Molecular Basis for Differential V(D)J Recombination Mechanisms in Immunoglobulin Loci

Abstract

V(D)J recombination assembles variable region exons in antigen receptor loci and contributes to the exceptional diversity of immunoglobulins and T cell receptors. V(D)J recombination is initiated by the dedicated Recombination Activating Gene (RAG) endonuclease, which recognizes and cleaves at recombination signal sequences (RSSs) flanking each variable (V), diversity (D) and joining (J) gene segment. In the often multi-mega-base antigen receptor loci, how V(D)J recombination machinery coordinates with chromatin structural elements to ensure accurate and ordered rearrangements is an overarching question of the field. Over the past decade, studies focusing on the immunoglobulin heavy chain locus (Igh) demonstrated that cohesin loop extrusion-mediated RAG chromatin scanning is the underlying mechanism of strictly deletional rearrangements in Igh.
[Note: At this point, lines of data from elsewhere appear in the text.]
//! In-memory RGBA images and the scans run over them.
//!
//! Decoding and encoding image files is left to the caller; this module only
//! knows about the [`RgbaBuffer`] pixel grid.

mod buffer;
mod error;
mod scan;

pub use buffer::{Rgba, RgbaBuffer};
pub use error::BufferError;
pub use scan::{analyze_luminance_range, collect_sorted_luminances, LuminanceRange, Thresholds};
However, how the immunoglobulin κ light chain locus (Igκ) enables both deletional and inversional Vκ-to-Jκ rearrangements remained, until recently, a mystery. This dissertation presents findings in mouse models and cell lines to support the model that orientation-independent Igκ primary recombination occurs through a short-range diffusion process dependent on the CTCF-based Cer/Sis element which separates the Vκ and Jκ domains. Importantly, strong Igκ RSSs are crucial for programming such diffusional Vκ-to-Jκ rearrangements, in contrast to the generally weaker Igh RSSs that rely on adjacent loop extrusion impediments for robust utilization during RAG scanning. After primary Vκ-to-Jκ joining-mediated removal of Cer/Sis, RAG linearly scans the newly proximal Vκ domain for predominantly deletional Igκ secondary recombination. However, unlike Igh, Vκ segments with strong RSSs can also be robustly utilized for inversional Igκ secondary recombination. In summary, the body of work presented in this dissertation elucidated the long-sought molecular mechanisms governing physiologically-important Igκ primary and secondary recombination. These findings also suggest that differential RSS strength can mediate distinct V(D)J recombination mechanisms in Igκ versus Igh and can potentially serve as an additional layer of regulation in other antigen receptor loci.